The treatise following this Prolog offers in considerable depth an explanation of the hunger and bread in the South Slavic narrative poem, as also of them and of the thematic matrix to which they pertain in the larger oral tradition of suchlike tales worldwide. In process of developing that explanation, a particular comparative method is also elaborated as a model for investigations of this sort generally.



  1. Milman Parry, collector, and Albert Bates Lord, ed., Serbocroatian Heroic Songs, vol. 2, Belgrade and Cambridge MA, 1953, pp. 107-116.

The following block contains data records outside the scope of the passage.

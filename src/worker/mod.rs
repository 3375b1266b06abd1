//! Worker side of a job.
//!
//! - [`process`]: forks the caller's work into its own process group and
//!   reaps it
//! - `monitor`: waits for the worker and delivers or suppresses its result
//! - [`work`]: what a job can run ([`WorkOutput`], [`ShellWork`])
//!
//! # Handshake
//!
//! 1. The worker writes its result to the result pipe and closes it
//! 2. It writes the buffer-written marker to a second pipe
//! 3. It sets the completion flag, closes the marker pipe and exits
//!
//! The monitor trusts the result only when the marker arrived. A worker killed
//! at any point before step 2 yields no output, even if some bytes reached the
//! result pipe.

pub(crate) mod monitor;
pub mod process;
pub mod work;

pub use process::{signal_group, spawn_worker, SpawnedWorker, BUFFER_WRITTEN};
pub use work::{ShellWork, WorkOutput};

  2. The text in Serbo-Croatian is:
    A kad izbi na Golješ planinu
    pa pogljeda niz laz niz Golješu,
    a kad vide hiljadu ovaca,
    a pod njima hiljadu jagnjaca,    150
    a pred njima zlatna ćobanina
    —u ruke mu od zlata sviralja,
    a na rame zlatna džeferdara—
    vas u srmi i u ćistom zlatu,
    i s ovcama dvanaes’ ćobana,    155
    i sa šnjima dvanaes’ samsova.
    Opaziše dvanaes’ samsova,
    beži Rako uz jelju zeljenu
    dok se jelji uspe na ogranke.
    U to stiže, kaže, zlatan ćobanine,    160
    maće s ramena, kaže, pušku granaljiju,
    pa pogljeda uz jelu zeljenu,
    a kad vide Raka na jeljiku,
    pa zapisnu grlom i avazom:
    »Kopiljane, ko si u planinu?    165
    A znaš, ođe,« kaže, »prolaženja nema!
    Ima doba dvanaes’ godina,
    ođe ’tice nijesu proljetele,
    a deljatim na zemlji junaci.«
    Tā put Rako s jele zapoćeo    170
    —poznade ga, pa mu besedaše:
    »Bogom brate, Huremović Ibro,«
    kaže, »ja sam glavom Uskok Radovane.
    Velika me nagnala nevolja:
    nosim knjigu hajduk Golaliji.«    175
    Kad je Ibro Raka upoznao:
    »Skin’ se k mene, Uskok Radovane
    —skin’ se k mene, i s’ ne boj mene!«
    Tā put Rako niz granje se skide,
    a bijaše moćno ogladnijo    180
    —ogladnijo, pade sa nogama.
    Tā put reće Huremović Ibro,
    »Šta si, Rako, što ti noge kljecu?«
    Kaže, »Gladan, više držat ne mogu.«
    On se maši torbi obravnici    185
    te mu dade ’ljeba bijeloga.
    Dok se Rako ’ljeba ponajeo,
    sade pita Huremova sina:
    »Kako ću isti ljedenoj pećini
    da primaknem knjigu do hajduka?«    190
    Tā put reće Huremović Ibro,
    »Ja ću tebe đadu kaževati.
    To su ovce hajduk Golalije,
    i ćobani hajduk Golalije.
    ’Ajde ovde,« kaže, »z desna na lijevo,    195
    pa ćeš naći jelu suhogranu,
    pa prolazi jelu suhogranu,
    pa ćeš vel’ku jelu nalaziti
    što planduju ovce hajdukove
    —tu planduju hiljadu ovaca    200
    sve na hladu pod jelom zelenom.
    Pa prolazi, pa na više dođi,
    prostrtu ćeš ćohu nalaziti
    —od jele je do pećine ćoha,
    sve prostrta do vrata pećinska—    205
    a pod jelu je jela suhograna
    sakovata zlato naokolo
    —oko jelje tri obruća zlatna—
    a pod jelu,« kaže, »voda na fiskije
    —tu sve toću ćetiri fiskije;    210
    sve su lula od žežena zlata,
    a tasevi od srme bijele—
    a jela je taman pred pećinu.
    Ti ćeš se kriti,« kaže, »drž’ se za jelu suharu!
    A tasevi od srme bijele—    215
    ti se skloni, pa jeljiku turi
    da te ne vidi hajduk po planini,
    helj ćeš grdan moćno poginuti.
    Kad ćeš doći pod jelu suharu,
    ti izvadi knjigu šarovitu.    220
    Hajduk sedi taman pred pećinu.
    Tu su ’nake ćeteres’ stoljica,
    i sve momci sedu na nogama.
    Hajduk sedi na zlatnoj stolici,
    i svijemu su puške u rukama    225
    —hajduk sedi na vrata pećinska
    i u ruke me puška paftaljija,
    niz nju pafte dvades’ i ćetiri,
    svaka pafta po od ljitre zlata,
    dva oćnika dva draga kamena—    230
    i svakome puška u rukama.
    Kod hajduka ćeteres’ je druga.
    Ti ćeš,« kaže, »za jelu otići,
    pa za jelu ljegni pod pećinu,
    pa ćeš desnu izvaditi ruku,    235
    pa pomolji knjigu šarovitu.
    Kad će oni knjigu ugljedati,
    tā put on nekoga će otpratiti
    da on vidi knjigu šarovitu,
    šta je knjiga, od kudijer je.«    240


  3. Milman Parry, collector, and Albert Bates Lord, ed. & tr., Serbocroatian Heroic Songs, vol. 1, Belgrade and Cambridge MA, 1953, p. 372.